Los Estados Unidos es como un avión, y nosotros pagamos para estar en el avión porque pagamos impuestos. Muchos de nosotros somos ciudadanos. Estamos cocinando la comida para que la gente coma en el avión. Limpiamos el avión. Lavamos el avión cuando es hora de parquearlo. Le ponemos combustible. Cuidamos los hijos de los pilotos cuando ellos vuelan. Y mientras tanto todo el mundo en el avión esta gritando, “sálganse del avión”. [risas]

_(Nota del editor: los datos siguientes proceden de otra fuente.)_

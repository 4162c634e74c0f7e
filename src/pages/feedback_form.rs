use uuid::Uuid;

use crate::{
    forms::{ClubSuggestionForm, FeedbackForm},
    pages::layout::{attr, render_page, text},
};

/// State of both forms on the page; only the one that was posted carries an error.
#[derive(Debug, Clone, Default)]
pub struct FeedbackPage {
    pub club: ClubSuggestionForm,
    pub club_error: Option<String>,
    pub club_token: Uuid,
    pub feedback: FeedbackForm,
    pub feedback_error: Option<String>,
    pub feedback_token: Uuid,
}

impl FeedbackPage {
    pub fn fresh() -> Self {
        Self {
            club_token: Uuid::new_v4(),
            feedback_token: Uuid::new_v4(),
            ..Default::default()
        }
    }
}

fn error_box(error: Option<&str>) -> String {
    error
        .map(|msg| format!("<div class=\"error\">{}</div>", text(msg)))
        .unwrap_or_default()
}

pub fn render(page: &FeedbackPage) -> String {
    let club = &page.club;
    let feedback = &page.feedback;

    let body = format!(
        r#"<section class="panel">
<p><a href="/">← Back to Home</a></p>
<h1>Suggest a Club</h1>
<p class="hint">Don't see your club listed? Let us know and we'll add it.</p>
{club_error}
<form method="post" action="/feedback_form/club" id="clubForm">
<input type="hidden" name="submissionToken" value="{club_token}">
<label>Club Name *</label>
<input type="text" name="clubName" value="{club_name}" placeholder="Enter the club name" required>
<label>State/Location *</label>
<input type="text" name="clubLocation" value="{club_location}" placeholder="e.g., Utah, Arizona, California" required>
<label>City <span class="hint">(Optional)</span></label>
<input type="text" name="clubCity" value="{club_city}" placeholder="What city is this club based in?">
<label>Your Email <span class="hint">(Optional - if we need to follow up)</span></label>
<input type="email" name="clubEmail" value="{club_email}" placeholder="your@email.com">
<label>Additional Notes <span class="hint">(Optional)</span></label>
<textarea name="clubNotes" placeholder="Anything else we should know about this club?">{club_notes}</textarea>
<p style="margin-top:20px"><button class="btn" type="submit">Submit Club Suggestion</button></p>
</form>
</section>
<section class="panel">
<h1>Share Your Feedback</h1>
<p class="hint">Help us build the platform parents actually need.</p>
{feedback_error}
<form method="post" action="/feedback_form/feedback" id="feedbackForm">
<input type="hidden" name="submissionToken" value="{feedback_token}">
<label>What other criteria would you like to see when rating coaches? *</label>
<textarea name="ratingCriteria" placeholder="e.g., Punctuality, Game Strategy, Conflict Resolution, etc." required>{criteria}</textarea>
<label>What features would make this platform most useful to you? *</label>
<textarea name="featureIdeas" placeholder="e.g., Coach response to reviews, Parent discussion forums, Team size information, etc." required>{features}</textarea>
<label>Any other feedback or suggestions? <span class="hint">(Optional)</span></label>
<textarea name="generalFeedback" placeholder="Share any other thoughts, concerns, or ideas...">{general}</textarea>
<label>Your Email <span class="hint">(Optional - if you'd like us to follow up)</span></label>
<input type="email" name="feedbackEmail" value="{feedback_email}" placeholder="your@email.com">
<p style="margin-top:20px"><button class="btn" type="submit">Submit Feedback</button></p>
</form>
</section>
<script>
document.querySelectorAll('form').forEach(function (form) {{
  form.addEventListener('submit', function () {{
    form.querySelector('button[type=submit]').disabled = true;
  }});
}});
</script>"#,
        club_error = error_box(page.club_error.as_deref()),
        club_token = page.club_token,
        club_name = attr(&club.club_name),
        club_location = attr(&club.club_location),
        club_city = attr(&club.club_city),
        club_email = attr(&club.club_email),
        club_notes = text(&club.club_notes),
        feedback_error = error_box(page.feedback_error.as_deref()),
        feedback_token = page.feedback_token,
        criteria = text(&feedback.rating_criteria),
        features = text(&feedback.feature_ideas),
        general = text(&feedback.general_feedback),
        feedback_email = attr(&feedback.feedback_email),
    );

    render_page("Suggest a Club & Feedback", "/feedback_form", &body)
}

¿Eres siempre tan dogmático?
Cuando yo me alisté para ser rapero fue porque yo quería decir lo que quería decir y que me pagaran por eso y hacer algo por mi gente. Yo no quiero que alguien con un traje en una disquera me diga de lo que tengo que rapear. No quiero que un judío de 50 años me diga lo que es un club banger. Yo no me alisté para eso. Por eso es que me gusta la cosa independiente. Ellos no quieren tenerme allá arriba como un payaso como alguna gente: “Haznos reír. Dinos unos chistes, pero no nos hagas acordar de los problemas de verdad. No te trajimos aquí para hablar de eso. Nosotros queremos usarte para que los mexicanos se sintonicen y hacer dinero a costa de los mexicanos”.
¿Es muy político el disco? El título parece indicar que sí.

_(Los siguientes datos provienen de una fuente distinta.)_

use std::sync::Arc;

use axum::{
    Router,
    body::{Body, to_bytes},
    http::{Request, StatusCode, header},
    response::Response,
};
use coach_reviews::{
    app,
    db::MemoryStore,
    errors::{GENERIC_FAILURE, StoreError},
    forms::{club::MISSING_CLUB_FIELDS, feedback::MISSING_FEEDBACK_FIELDS, review::MISSING_RATINGS},
    models::Table,
    state::AppState,
};
use serde_json::Value;
use tower::ServiceExt;
use url::form_urlencoded;
use uuid::Uuid;

fn setup() -> (Router, Arc<MemoryStore>) {
    let store = Arc::new(MemoryStore::new());
    let router = app(AppState::new(store.clone()));
    (router, store)
}

fn review_fields(token: &str) -> Vec<(&'static str, String)> {
    vec![
        ("submissionToken", token.to_string()),
        ("reviewerName", "Jordan Smith".into()),
        ("email", "".into()),
        ("phone", "555-0100".into()),
        ("coachTiming", "current".into()),
        ("timeAgo", "2-3-years".into()),
        ("clubName", "La Roca FC".into()),
        ("coachName", "Sam Lee".into()),
        ("teamGender", "girls".into()),
        ("ageGroup", "U12".into()),
        ("rating-technical", "5".into()),
        ("rating-communication", "4".into()),
        ("rating-development", "4".into()),
        ("rating-attitude", "3".into()),
        ("rating-organization", "5".into()),
        ("explanation-attitude", "Raises voice at times".into()),
        ("reviewText", "Great with the kids.".into()),
    ]
}

fn encode(fields: &[(&str, String)]) -> String {
    form_urlencoded::Serializer::new(String::new())
        .extend_pairs(fields.iter().map(|(k, v)| (*k, v.as_str())))
        .finish()
}

async fn post_form(router: &Router, path: &str, body: String) -> Response {
    let request = Request::builder()
        .method("POST")
        .uri(path)
        .header(header::CONTENT_TYPE, "application/x-www-form-urlencoded")
        .body(Body::from(body))
        .unwrap();
    router.clone().oneshot(request).await.unwrap()
}

async fn body_text(response: Response) -> String {
    let bytes = to_bytes(response.into_body(), usize::MAX).await.unwrap();
    String::from_utf8(bytes.to_vec()).unwrap()
}

fn location(response: &Response) -> &str {
    response
        .headers()
        .get(header::LOCATION)
        .and_then(|v| v.to_str().ok())
        .unwrap_or_default()
}

#[tokio::test]
async fn test_valid_review_is_inserted_once_and_redirects() {
    let (router, store) = setup();
    let token = Uuid::new_v4().to_string();

    let response = post_form(&router, "/review_form", encode(&review_fields(&token))).await;

    assert_eq!(response.status(), StatusCode::SEE_OTHER);
    assert_eq!(location(&response), "/thankyou_review");
    assert_eq!(store.insert_count(), 1);

    let rows = store.rows(Table::Reviews).await;
    assert_eq!(rows.len(), 1);
    let row = &rows[0];
    assert_eq!(row["reviewer_full_name"], "Jordan Smith");
    assert_eq!(row["coach_timing"], "current");
    assert!(row["time_ago"].is_null());
    assert_eq!(row["state"], "Utah");
    assert_eq!(row["technical_rating"], 5);
    assert_eq!(row["professionalism_rating"], 5);
    assert!(row["email"].is_null());
    assert_eq!(row["phone_number"], "555-0100");
    assert_eq!(row["attitude_comment"], "Raises voice at times");
    assert!(row["technical_comment"].is_null());
}

#[tokio::test]
async fn test_reused_form_with_edited_answers_is_stored() {
    let (router, store) = setup();
    let token = Uuid::new_v4().to_string();

    let first = post_form(&router, "/review_form", encode(&review_fields(&token))).await;
    assert_eq!(first.status(), StatusCode::SEE_OTHER);

    // Going back restores the same page, token included.
    let mut edited = review_fields(&token);
    for (key, value) in edited.iter_mut() {
        if *key == "coachName" {
            *value = "Pat Kim".into();
        }
    }
    let second = post_form(&router, "/review_form", encode(&edited)).await;
    assert_eq!(second.status(), StatusCode::SEE_OTHER);
    assert_eq!(location(&second), "/thankyou_review");

    let coaches: Vec<Value> = store
        .rows(Table::Reviews)
        .await
        .iter()
        .map(|row| row["coach_name"].clone())
        .collect();
    assert_eq!(coaches, vec![Value::from("Sam Lee"), Value::from("Pat Kim")]);
    assert_eq!(store.insert_count(), 2);
}

#[tokio::test]
async fn test_form_in_flight_is_refused_without_store_call() {
    let store = Arc::new(MemoryStore::new());
    let state = AppState::new(store.clone());
    let tokens = state.submission_tokens.clone();
    let router = app(state);

    let token = Uuid::new_v4();
    let held = tokens.claim(token).expect("token is free");

    let response = post_form(&router, "/review_form", encode(&review_fields(&token.to_string()))).await;
    assert_eq!(response.status(), StatusCode::CONFLICT);
    assert_eq!(store.insert_count(), 0);
    assert!(body_text(response).await.contains("This form is already being submitted."));

    drop(held);
    let retry = post_form(&router, "/review_form", encode(&review_fields(&token.to_string()))).await;
    assert_eq!(retry.status(), StatusCode::SEE_OTHER);
    assert_eq!(store.insert_count(), 1);
}

#[tokio::test]
async fn test_missing_rating_never_contacts_store() {
    let (router, store) = setup();
    let mut fields = review_fields(&Uuid::new_v4().to_string());
    fields.retain(|(k, _)| *k != "rating-development");

    let response = post_form(&router, "/review_form", encode(&fields)).await;

    assert_eq!(response.status(), StatusCode::UNPROCESSABLE_ENTITY);
    assert_eq!(store.insert_count(), 0);
    let html = body_text(response).await;
    assert!(html.contains(MISSING_RATINGS));
    // The visitor's answers are still on the page.
    assert!(html.contains("value=\"Sam Lee\""));
}

#[tokio::test]
async fn test_past_coach_requires_time_bucket() {
    let (router, store) = setup();
    let mut fields = review_fields(&Uuid::new_v4().to_string());
    for (key, value) in fields.iter_mut() {
        match *key {
            "coachTiming" => *value = "past".into(),
            "timeAgo" => value.clear(),
            _ => {}
        }
    }

    let response = post_form(&router, "/review_form", encode(&fields)).await;
    assert_eq!(response.status(), StatusCode::UNPROCESSABLE_ENTITY);
    assert_eq!(store.insert_count(), 0);
}

#[tokio::test]
async fn test_store_rejection_is_shown_and_form_retained() {
    let (router, store) = setup();
    store
        .fail_with(Some(StoreError::Rejected("new row violates check constraint".into())))
        .await;
    let token = Uuid::new_v4().to_string();

    let response = post_form(&router, "/review_form", encode(&review_fields(&token))).await;

    assert_eq!(response.status(), StatusCode::BAD_GATEWAY);
    assert_eq!(store.insert_count(), 1);
    let html = body_text(response).await;
    assert!(html.contains("There was a problem submitting your review:"));
    assert!(html.contains("new row violates check constraint"));
    assert!(html.contains("value=\"Sam Lee\""));
    assert!(html.contains(&format!("value=\"{token}\"")));

    // A failed attempt leaves the token free for a retry.
    store.fail_with(None).await;
    let retry = post_form(&router, "/review_form", encode(&review_fields(&token))).await;
    assert_eq!(retry.status(), StatusCode::SEE_OTHER);
    assert_eq!(store.rows(Table::Reviews).await.len(), 1);
}

#[tokio::test]
async fn test_transport_failure_shows_generic_message() {
    let (router, store) = setup();
    store
        .fail_with(Some(StoreError::Transport("connection refused".into())))
        .await;

    let response = post_form(
        &router,
        "/review_form",
        encode(&review_fields(&Uuid::new_v4().to_string())),
    )
    .await;

    assert_eq!(response.status(), StatusCode::BAD_GATEWAY);
    let html = body_text(response).await;
    assert!(html.contains(GENERIC_FAILURE));
    assert!(!html.contains("connection refused"));
}

#[tokio::test]
async fn test_club_suggestion_flow() {
    let (router, store) = setup();

    let missing = encode(&[("clubName", "Forza FC".to_string())]);
    let response = post_form(&router, "/feedback_form/club", missing).await;
    assert_eq!(response.status(), StatusCode::UNPROCESSABLE_ENTITY);
    assert!(body_text(response).await.contains(MISSING_CLUB_FIELDS));
    assert_eq!(store.insert_count(), 0);

    let valid = encode(&[
        ("submissionToken", Uuid::new_v4().to_string()),
        ("clubName", "Forza FC".to_string()),
        ("clubLocation", "Utah".to_string()),
        ("clubCity", "".to_string()),
    ]);
    let response = post_form(&router, "/feedback_form/club", valid).await;
    assert_eq!(response.status(), StatusCode::SEE_OTHER);
    assert_eq!(location(&response), "/thankyou_clubsug");

    let rows = store.rows(Table::ClubSuggestions).await;
    assert_eq!(rows.len(), 1);
    assert_eq!(rows[0]["state"], "Utah");
    assert!(rows[0]["city"].is_null());
}

#[tokio::test]
async fn test_feedback_flow() {
    let (router, store) = setup();

    let missing = encode(&[("ratingCriteria", "Punctuality".to_string())]);
    let response = post_form(&router, "/feedback_form/feedback", missing).await;
    assert_eq!(response.status(), StatusCode::UNPROCESSABLE_ENTITY);
    assert!(body_text(response).await.contains(MISSING_FEEDBACK_FIELDS));

    let valid = encode(&[
        ("submissionToken", Uuid::new_v4().to_string()),
        ("ratingCriteria", "Punctuality".to_string()),
        ("featureIdeas", "Coach replies".to_string()),
    ]);
    let response = post_form(&router, "/feedback_form/feedback", valid).await;
    assert_eq!(response.status(), StatusCode::SEE_OTHER);
    assert_eq!(location(&response), "/thankyou_feedback");
    assert_eq!(store.rows(Table::Feedback).await.len(), 1);
}

#[tokio::test]
async fn test_flow_states() {
    use coach_reviews::{
        errors::SubmitError,
        forms::{FeedbackForm, SubmissionFlow, SubmissionState, SubmissionTokens},
    };

    let store = MemoryStore::new();
    let tokens = SubmissionTokens::new();
    let mut flow = SubmissionFlow::new();
    assert_eq!(flow.state(), &SubmissionState::Idle { error: None });

    let empty = FeedbackForm::default();
    let err = flow.submit(&store, &tokens, None, &empty).await.unwrap_err();
    assert_eq!(err, SubmitError::Invalid(MISSING_FEEDBACK_FIELDS.into()));
    assert_eq!(flow.state(), &SubmissionState::Idle { error: Some(err) });

    let form = FeedbackForm {
        rating_criteria: "Punctuality".into(),
        feature_ideas: "Coach replies".into(),
        ..Default::default()
    };
    let path = flow.submit(&store, &tokens, Some(Uuid::new_v4()), &form).await.unwrap();
    assert_eq!(path, "/thankyou_feedback");
    assert_eq!(flow.state(), &SubmissionState::Success);
    assert_eq!(store.insert_count(), 1);
}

Tengo muchas líneas ahí. No predico. No tengo una canción entera en la que estoy enfurecido y toda la canción es “maldito George Bush”. Por ejemplo, esta línea, “No nos pueden deportar a todos. Ese es el slogan/ voy a repetirlo fuerte y a ponerlo en un anuncio bien grande/ estoy en esto por el papel verde y las caras color café”. Es sólo una línea aquí y otra allá. Es como medicina mezclada con miel. No quiero asustar a la gente diciéndole, “aquí está tu medicina”. No. No quiero asustar a la gente. Mi responsabilidad como artista es despejarle la mente a la gente y hacerles sentir algo. Y quiero pintar una imagen también como artista. Quiero que pongan el CD y lo primero que escuchen sea un grito. Definitivamente voy a hablar del tema porque no voy a ponerle al disco el título de They Can’t Deport Us All y tener un montón de canciones de fiesta ahí. Mis fans se molestarían. Va a tocar fuerte en tu Cadillac, pero también tiene un mensaje guardado ahí. Creo que logré lo que quería. De verdad que sí.